Quand Chatelle brusselait

Attentionné, sportif et intelligent, le médian est un gendre idéal. Mais il a toujours été positivement agressif. Cela l’a aidé quand il a dû se battre contre les blessures pour survivre dans le foot pro.

Dans le jardin où Thomas Chatelle réduisait à néant les fleurs qu’avait plantées sa maman, Bernadette, la jeune génération a repris le flambeau. Constantin et Victor jouent au foot et ce dernier semble au moins aussi passionné que tonton Thomas. Il ne donne le ballon à Constantin que lorsque ce dernier, fatigué d’attendre, menace d’arrêter de jouer et il célèbre chaque action réussie par un coup de pied au derrière de son camarade de jeu…

155 buts en une saison comme gamin

Il serait pourtant faux d’en conclure que, chez les Chatelle, on a le football dans le sang, au contraire. Marc et Bernadette en connaissaient à peine les règles lorsque Thomas commença à jouer. François, leur fils cadet, est plus doué pour le tennis. Seul Thomas fut toujours fasciné par le ballon :  » Lors des fêtes de famille, j’embêtais tout le monde car je voulais jouer au foot. Je rassemblais mes cousins, nous trouvions un ballon et c’était parti. Si on n’en trouvait pas, nous shootions dans une boîte métallique « .

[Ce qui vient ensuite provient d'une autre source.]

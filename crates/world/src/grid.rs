use serde::{Deserialize, Serialize};
use tilexr_common::{TILE_COUNT, TileCoord};

use crate::arena::{OccupantArena, OccupantHandle};
use crate::occupant::{Occupant, Terrain};

/// A change record produced by every mutation of the grid.
///
/// The game loop drains these and forwards the touched tiles to dirty
/// tracking; nothing downstream ever reads the grid to discover changes.
#[derive(Debug, Clone, PartialEq, Serialize, Deserialize)]
pub enum WorldEvent {
    HeightChanged { coord: TileCoord, old: f32, new: f32 },
    TerrainChanged { coord: TileCoord },
    OccupantAdded { coord: TileCoord, handle: OccupantHandle },
    OccupantUpdated { coord: TileCoord, handle: OccupantHandle },
    OccupantRemoved { coord: TileCoord, handle: OccupantHandle },
    /// Game logic advanced one tick.
    Stepped { tick: u64 },
}

impl WorldEvent {
    /// Tile touched by this event, if any.
    pub fn tile(&self) -> Option<TileCoord> {
        match self {
            Self::HeightChanged { coord, .. }
            | Self::TerrainChanged { coord }
            | Self::OccupantAdded { coord, .. }
            | Self::OccupantUpdated { coord, .. }
            | Self::OccupantRemoved { coord, .. } => Some(*coord),
            Self::Stepped { .. } => None,
        }
    }
}

/// Errors from grid mutations.
#[derive(Debug, thiserror::Error)]
pub enum WorldError {
    #[error("tile {0:?} is outside the grid")]
    OutOfBounds(TileCoord),
    #[error("occupant {0:?} not found")]
    UnknownOccupant(OccupantHandle),
    #[error("height {0} is not a finite number")]
    InvalidHeight(f32),
}

/// One cell of the world grid.
#[derive(Debug, Clone, Default, PartialEq)]
pub struct Tile {
    /// Ground height above the plane's base, in world units.
    pub height: f32,
    pub terrain: Option<Terrain>,
    occupants: Vec<OccupantHandle>,
}

impl Tile {
    /// Handles of everything anchored on this tile, in insertion order.
    pub fn occupants(&self) -> &[OccupantHandle] {
        &self.occupants
    }

    pub fn is_empty(&self) -> bool {
        self.terrain.is_none() && self.occupants.is_empty()
    }
}

/// The authoritative tile grid, owned by the game-logic thread.
///
/// All mutations go through explicit operations that log a [`WorldEvent`].
/// The log is only emptied by [`WorldGrid::drain_events`], so the game loop
/// must drain it once per tick. Render components never see this type
/// directly; they consume snapshots built from it.
#[derive(Debug, Clone)]
pub struct WorldGrid {
    tiles: Vec<Tile>,
    occupants: OccupantArena,
    tick: u64,
    event_log: Vec<WorldEvent>,
}

impl Default for WorldGrid {
    fn default() -> Self {
        Self::new()
    }
}

impl WorldGrid {
    /// Create an empty grid at tick 0.
    pub fn new() -> Self {
        Self {
            tiles: vec![Tile::default(); TILE_COUNT],
            occupants: OccupantArena::new(),
            tick: 0,
            event_log: Vec::new(),
        }
    }

    /// Current logical tick.
    pub fn tick(&self) -> u64 {
        self.tick
    }

    /// Advance game logic by one tick.
    pub fn step(&mut self) {
        self.tick += 1;
        self.event_log.push(WorldEvent::Stepped { tick: self.tick });
    }

    pub fn tile(&self, coord: TileCoord) -> Option<&Tile> {
        coord.index().map(|i| &self.tiles[i])
    }

    pub fn occupant(&self, handle: OccupantHandle) -> Option<&Occupant> {
        self.occupants.get(handle)
    }

    pub fn occupant_count(&self) -> usize {
        self.occupants.len()
    }

    /// Read-only access to the event log.
    pub fn events(&self) -> &[WorldEvent] {
        &self.event_log
    }

    /// Drain and return the event log. Call once per tick; nothing else
    /// bounds the log.
    pub fn drain_events(&mut self) -> Vec<WorldEvent> {
        std::mem::take(&mut self.event_log)
    }

    pub fn set_height(&mut self, coord: TileCoord, height: f32) -> Result<(), WorldError> {
        if !height.is_finite() {
            return Err(WorldError::InvalidHeight(height));
        }
        let tile = self.tile_mut(coord)?;
        let old = tile.height;
        tile.height = height;
        self.event_log.push(WorldEvent::HeightChanged {
            coord,
            old,
            new: height,
        });
        Ok(())
    }

    pub fn set_terrain(
        &mut self,
        coord: TileCoord,
        terrain: Option<Terrain>,
    ) -> Result<(), WorldError> {
        self.tile_mut(coord)?.terrain = terrain;
        self.event_log.push(WorldEvent::TerrainChanged { coord });
        Ok(())
    }

    /// Place an occupant on a tile. Returns its stable handle.
    pub fn add_occupant(
        &mut self,
        coord: TileCoord,
        occupant: Occupant,
    ) -> Result<OccupantHandle, WorldError> {
        let index = coord.index().ok_or(WorldError::OutOfBounds(coord))?;
        let handle = self.occupants.insert(coord, occupant);
        self.tiles[index].occupants.push(handle);
        self.event_log
            .push(WorldEvent::OccupantAdded { coord, handle });
        Ok(handle)
    }

    /// Replace an occupant's descriptor in place; its handle stays valid.
    pub fn update_occupant(
        &mut self,
        handle: OccupantHandle,
        occupant: Occupant,
    ) -> Result<(), WorldError> {
        let coord = self
            .occupants
            .anchor(handle)
            .ok_or(WorldError::UnknownOccupant(handle))?;
        self.occupants
            .replace(handle, occupant)
            .ok_or(WorldError::UnknownOccupant(handle))?;
        self.event_log
            .push(WorldEvent::OccupantUpdated { coord, handle });
        Ok(())
    }

    /// Remove an occupant from its tile and the arena.
    pub fn remove_occupant(&mut self, handle: OccupantHandle) -> Result<Occupant, WorldError> {
        let (coord, occupant) = self
            .occupants
            .remove(handle)
            .ok_or(WorldError::UnknownOccupant(handle))?;
        if let Some(index) = coord.index() {
            self.tiles[index].occupants.retain(|h| *h != handle);
        }
        self.event_log
            .push(WorldEvent::OccupantRemoved { coord, handle });
        Ok(occupant)
    }

    /// Remove every occupant and the terrain of one tile.
    pub fn clear_tile(&mut self, coord: TileCoord) -> Result<(), WorldError> {
        let handles = self.tile_mut(coord)?.occupants.clone();
        for handle in handles {
            self.remove_occupant(handle)?;
        }
        self.set_terrain(coord, None)
    }

    fn tile_mut(&mut self, coord: TileCoord) -> Result<&mut Tile, WorldError> {
        let index = coord.index().ok_or(WorldError::OutOfBounds(coord))?;
        Ok(&mut self.tiles[index])
    }
}

#[cfg(test)]
mod tests {
    use super::*;

    fn deco() -> Occupant {
        Occupant::Decoration {
            offset: [0.5, 0.5],
            size: 0.3,
            height: 0.5,
            material: 4,
        }
    }

    #[test]
    fn grid_starts_empty() {
        let w = WorldGrid::new();
        assert_eq!(w.tick(), 0);
        assert_eq!(w.occupant_count(), 0);
        assert!(w.tile(TileCoord::new(0, 0, 0)).unwrap().is_empty());
        assert!(w.tile(TileCoord::new(0, 104, 0)).is_none());
    }

    #[test]
    fn add_and_remove_occupant() {
        let mut w = WorldGrid::new();
        let coord = TileCoord::new(1, 10, 20);
        let h = w.add_occupant(coord, deco()).unwrap();
        assert_eq!(w.tile(coord).unwrap().occupants(), &[h]);
        assert_eq!(w.occupant(h), Some(&deco()));

        let removed = w.remove_occupant(h).unwrap();
        assert_eq!(removed, deco());
        assert!(w.tile(coord).unwrap().occupants().is_empty());
        assert!(matches!(
            w.remove_occupant(h),
            Err(WorldError::UnknownOccupant(_))
        ));
    }

    #[test]
    fn out_of_bounds_mutation_is_rejected() {
        let mut w = WorldGrid::new();
        let bad = TileCoord::new(4, 0, 0);
        assert!(matches!(
            w.set_terrain(bad, Some(Terrain::new(1))),
            Err(WorldError::OutOfBounds(_))
        ));
        assert!(w.add_occupant(bad, deco()).is_err());
        assert!(w.events().is_empty());
    }

    #[test]
    fn non_finite_height_is_rejected() {
        let mut w = WorldGrid::new();
        let r = w.set_height(TileCoord::new(0, 0, 0), f32::NAN);
        assert!(matches!(r, Err(WorldError::InvalidHeight(_))));
    }

    #[test]
    fn every_mutation_is_logged_with_its_tile() {
        let mut w = WorldGrid::new();
        let a = TileCoord::new(0, 1, 1);
        let b = TileCoord::new(0, 9, 9);
        w.set_height(a, 1.5).unwrap();
        w.set_terrain(b, Some(Terrain::new(3))).unwrap();
        let h = w.add_occupant(b, deco()).unwrap();
        w.update_occupant(h, Occupant::GroundDecoration { material: 1 })
            .unwrap();
        w.step();

        let tiles: Vec<_> = w.events().iter().filter_map(WorldEvent::tile).collect();
        assert_eq!(tiles, vec![a, b, b, b]);

        let drained = w.drain_events();
        assert_eq!(drained.len(), 5);
        assert!(w.events().is_empty());
        assert_eq!(w.tick(), 1);
    }

    #[test]
    fn log_drained_every_tick_holds_one_tick_of_events() {
        let mut w = WorldGrid::new();
        for tick in 0..1_000u16 {
            w.set_height(TileCoord::new(0, tick % 104, 0), 1.0).unwrap();
            w.step();
            assert_eq!(w.events().len(), 2);
            assert_eq!(w.drain_events().len(), 2);
        }
        assert!(w.events().is_empty());
    }

    #[test]
    fn clear_tile_removes_everything() {
        let mut w = WorldGrid::new();
        let coord = TileCoord::new(2, 50, 50);
        w.set_terrain(coord, Some(Terrain::new(1))).unwrap();
        w.add_occupant(coord, deco()).unwrap();
        w.add_occupant(coord, Occupant::GroundDecoration { material: 2 })
            .unwrap();
        w.clear_tile(coord).unwrap();
        assert!(w.tile(coord).unwrap().is_empty());
        assert_eq!(w.occupant_count(), 0);
    }
}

Thomas était non seulement plus enthousiaste que les autres gamins de son âge, il était aussi plus doué. Au FC Saint-Michel, son premier club, il inscrivit 155 buts en une saison.  » Il était un peu la vedette locale « , raconte Marc.  » Avant lui, aucun joueur du club n’avait jamais été repris dans les sélections nationales « .

Thomas :  » J’étais rapide, on me donnait le ballon et je filais vers le but. Plus tard, en équipe nationale, on m’a dit que, si je voulais continuer à être sélectionné, je ferais mieux d’aller jouer dans un club de Nationale « .

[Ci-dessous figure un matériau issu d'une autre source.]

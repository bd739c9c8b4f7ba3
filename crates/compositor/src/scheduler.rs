use std::sync::Arc;
use std::time::{Duration, Instant};

use crossbeam_channel::{Receiver, RecvTimeoutError, TryRecvError};
use parking_lot::Mutex;
use tilexr_geometry::{SnapshotExchange, SnapshotReader};
use tilexr_render::{
    DrawStats, GraphicsContext, LeaseOwner, RenderTarget, SharedContextArbiter, ViewPass,
    Viewport, ZoneRenderer,
};

use crate::config::CompositorConfig;
use crate::runtime::{FrameSubmission, SwapchainExtent, XrError, XrRuntime};
use crate::session::{CompositorSession, CompositorState};
use crate::timing::{FrameTimer, SchedulerStats};

#[derive(Debug, Clone, Copy, PartialEq, Eq)]
pub enum DropReason {
    /// The context lease was not granted before the submit deadline.
    Contention,
    /// The runtime rejected a call for this frame.
    SubmitFailure,
    /// The graphics context failed while drawing.
    RenderFailure,
}

/// What one scheduler iteration did.
#[derive(Debug, Clone, Copy, PartialEq, Eq)]
pub enum FrameOutcome {
    Rendered(DrawStats),
    /// The runtime asked for no rendering; an empty frame was submitted.
    Skipped,
    /// A degraded frame: an empty frame was submitted instead.
    Dropped(DropReason),
    /// No running session; nothing to pace against.
    Idle,
    SessionLost,
    Exited,
    /// Shutdown was signalled during the frame wait; nothing was submitted.
    ShutdownRequested,
}

/// The compositor frame loop.
///
/// Paced entirely by the runtime's frame wait. Each rendered frame pulls the
/// latest snapshot without waiting for new geometry, takes the context lease
/// with a deadline, draws, and submits. If the lease is not granted in time
/// the frame is submitted empty.
pub struct FrameScheduler<C: GraphicsContext> {
    arbiter: Arc<SharedContextArbiter<C>>,
    reader: SnapshotReader,
    renderer: ZoneRenderer,
    submit_margin: Duration,
    idle_poll: Duration,
    reconnect_interval: Option<Duration>,
    timer: FrameTimer,
    stats: Arc<Mutex<SchedulerStats>>,
}

impl<C: GraphicsContext> FrameScheduler<C> {
    pub fn new(
        arbiter: Arc<SharedContextArbiter<C>>,
        exchange: Arc<SnapshotExchange>,
        config: &CompositorConfig,
    ) -> Self {
        Self {
            arbiter,
            reader: SnapshotReader::new(exchange),
            renderer: ZoneRenderer::new(),
            submit_margin: config.submit_margin(),
            idle_poll: config.idle_poll(),
            reconnect_interval: config.reconnect_interval(),
            timer: FrameTimer::new(120),
            stats: Arc::new(Mutex::new(SchedulerStats::default())),
        }
    }

    /// Shared view of the counters, readable from other threads.
    pub fn stats_handle(&self) -> Arc<Mutex<SchedulerStats>> {
        Arc::clone(&self.stats)
    }

    pub fn stats(&self) -> SchedulerStats {
        *self.stats.lock()
    }

    /// One pass of the frame protocol.
    pub fn run_iteration<R: XrRuntime>(&mut self, session: &mut CompositorSession<R>) -> FrameOutcome {
        self.iterate(session, None)
    }

    fn iterate<R: XrRuntime>(
        &mut self,
        session: &mut CompositorSession<R>,
        shutdown: Option<&Receiver<()>>,
    ) -> FrameOutcome {
        if let Err(err) = session.poll_events() {
            if err.is_session_loss() {
                return self.record_loss();
            }
            tracing::warn!(error = %err, "event poll failed");
        }

        match session.state() {
            CompositorState::Exiting => return FrameOutcome::Exited,
            CompositorState::Uninitialized => return self.record_loss(),
            _ => {}
        }
        if !session.is_running() {
            self.stats.lock().idle_polls += 1;
            return FrameOutcome::Idle;
        }

        let timing = match session.wait_frame() {
            Ok(timing) => timing,
            Err(err) => return self.frame_error(session, err),
        };
        let woke = Instant::now();
        if shutdown.is_some_and(shutdown_requested) {
            return FrameOutcome::ShutdownRequested;
        }
        let _span = tracing::debug_span!("frame", display_time = timing.predicted_display_time).entered();

        if let Err(err) = session.begin_frame() {
            return self.frame_error(session, err);
        }
        let display_time = timing.predicted_display_time;

        if !timing.should_render || !session.state().can_submit() {
            if let Err(err) = session.end_frame(FrameSubmission::Skip { display_time }) {
                return self.frame_error(session, err);
            }
            self.stats.lock().skipped += 1;
            return FrameOutcome::Skipped;
        }

        let deadline = woke + timing.predicted_display_period.saturating_sub(self.submit_margin);
        self.reader.refresh();
        let snapshot = Arc::clone(self.reader.current());

        let views = match session.locate_views(display_time) {
            Ok(views) => views,
            Err(err) => return self.frame_error(session, err),
        };

        let arbiter = Arc::clone(&self.arbiter);
        let mut lease = match arbiter.try_acquire_exclusive_until(LeaseOwner::Compositor, deadline) {
            Ok(lease) => lease,
            Err(err) => {
                tracing::debug!(error = %err, "dropping frame: context lease not granted");
                if let Err(err) = session.end_frame(FrameSubmission::Skip { display_time }) {
                    return self.frame_error(session, err);
                }
                self.stats.lock().dropped_contention += 1;
                return FrameOutcome::Dropped(DropReason::Contention);
            }
        };

        let image = match session.acquire_image() {
            Ok(image) => image,
            Err(err) => {
                drop(lease);
                return self.frame_error(session, err);
            }
        };

        let extent = session.swapchain().map(|s| s.extent).unwrap_or_default();
        let passes = view_passes(image, extent, &views);
        let drawn = self.renderer.draw_snapshot(&mut *lease, &snapshot, &passes);

        let draw_stats = match drawn {
            Ok(stats) => stats,
            Err(err) => {
                drop(lease);
                tracing::warn!(error = %err, "zone drawing failed; dropping frame");
                session.abandon_frame();
                self.stats.lock().dropped_render += 1;
                return FrameOutcome::Dropped(DropReason::RenderFailure);
            }
        };

        let submitted = session.release_image().and_then(|()| {
            session.end_frame(FrameSubmission::Projection {
                display_time,
                image,
                views,
            })
        });
        drop(lease);
        if let Err(err) = submitted {
            return self.frame_error(session, err);
        }

        let elapsed = woke.elapsed();
        self.timer.record(elapsed);
        let mut stats = self.stats.lock();
        stats.rendered += 1;
        if elapsed > timing.predicted_display_period {
            stats.late_frames += 1;
        }
        stats.draw_calls += u64::from(draw_stats.draw_calls);
        stats.avg_frame = self.timer.average();
        stats.max_frame = self.timer.max();
        FrameOutcome::Rendered(draw_stats)
    }

    /// Run until shutdown is signalled or the session exits, then release
    /// every GPU resource this loop owns and shut the session down.
    ///
    /// The shutdown signal is either a message or the sender going away.
    pub fn run<R: XrRuntime>(&mut self, session: &mut CompositorSession<R>, shutdown: &Receiver<()>) {
        tracing::info!("compositor frame loop started");
        loop {
            if shutdown_requested(shutdown) {
                break;
            }

            if session.state() == CompositorState::Uninitialized {
                let Some(interval) = self.reconnect_interval else {
                    tracing::info!("session gone and reconnect disabled; frame loop ending");
                    break;
                };
                if wait_for_shutdown(shutdown, interval) {
                    break;
                }
                self.reconnect(session);
                continue;
            }

            match self.iterate(session, Some(shutdown)) {
                FrameOutcome::Exited | FrameOutcome::ShutdownRequested => break,
                FrameOutcome::Idle => {
                    if wait_for_shutdown(shutdown, self.idle_poll) {
                        break;
                    }
                }
                FrameOutcome::SessionLost => self.release_gpu_resources(),
                FrameOutcome::Rendered(_) | FrameOutcome::Skipped | FrameOutcome::Dropped(_) => {}
            }
        }
        self.release_gpu_resources();
        session.shutdown();
        tracing::info!(stats = ?self.stats(), "compositor frame loop finished");
    }

    /// Free every zone buffer this loop uploaded and let go of the snapshot.
    pub fn release_gpu_resources(&mut self) {
        let mut lease = self.arbiter.acquire_exclusive(LeaseOwner::Lifecycle);
        let released = self.renderer.release_all(&mut *lease);
        drop(lease);
        self.reader.release();
        if released > 0 {
            tracing::debug!(released, "released compositor zone buffers");
        }
    }

    fn reconnect<R: XrRuntime>(&mut self, session: &mut CompositorSession<R>) {
        tracing::info!("attempting XR reconnect");
        let result = session.initialize().and_then(|()| session.create_session());
        match result {
            Ok(()) => {
                self.stats.lock().reconnects += 1;
                tracing::info!("XR session re-established");
            }
            Err(err) => tracing::warn!(error = %err, "XR reconnect failed"),
        }
    }

    fn record_loss(&mut self) -> FrameOutcome {
        self.stats.lock().session_losses += 1;
        FrameOutcome::SessionLost
    }

    fn frame_error<R: XrRuntime>(&mut self, session: &mut CompositorSession<R>, err: XrError) -> FrameOutcome {
        if err.is_session_loss() {
            session.handle_loss(&err.to_string());
            return self.record_loss();
        }
        tracing::debug!(error = %err, "frame submission failed; dropping frame");
        session.abandon_frame();
        self.stats.lock().dropped_submit += 1;
        FrameOutcome::Dropped(DropReason::SubmitFailure)
    }
}

fn view_passes(image: u32, extent: SwapchainExtent, views: &[tilexr_render::EyeView]) -> Vec<ViewPass> {
    views
        .iter()
        .enumerate()
        .map(|(eye, view)| ViewPass {
            target: RenderTarget::Swapchain {
                image,
                eye: eye as u32,
            },
            viewport: Viewport::full(extent.width, extent.height),
            view_proj: view.view_projection(),
        })
        .collect()
}

fn shutdown_requested(shutdown: &Receiver<()>) -> bool {
    matches!(shutdown.try_recv(), Ok(()) | Err(TryRecvError::Disconnected))
}

/// Wait up to `timeout` for shutdown. Returns true if shutdown was signalled.
fn wait_for_shutdown(shutdown: &Receiver<()>, timeout: Duration) -> bool {
    match shutdown.recv_timeout(timeout) {
        Ok(()) | Err(RecvTimeoutError::Disconnected) => true,
        Err(RecvTimeoutError::Timeout) => false,
    }
}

Il disputa donc un tournoi avec le RWDM et fut élu meilleur joueur. Il ne fut pourtant pas transféré car son père, transformé en manager, estimait que ce n’était pas une bonne idée.  » C’était avant l’arrêt Bosman : quand on signait dans un club, on y était lié pour toute sa vie « , rappelle-t-il.  » J’ai donc conclu un accord avec le Racing Jet de Wavre puis avec le FC Malines. Chaque année, Saint-Michel leur prêtait Thomas. Il était ainsi libre de choisir lui-même où il jouerait la saison suivante. Après l’arrêt Bosman, il n’y a plus eu de problème « .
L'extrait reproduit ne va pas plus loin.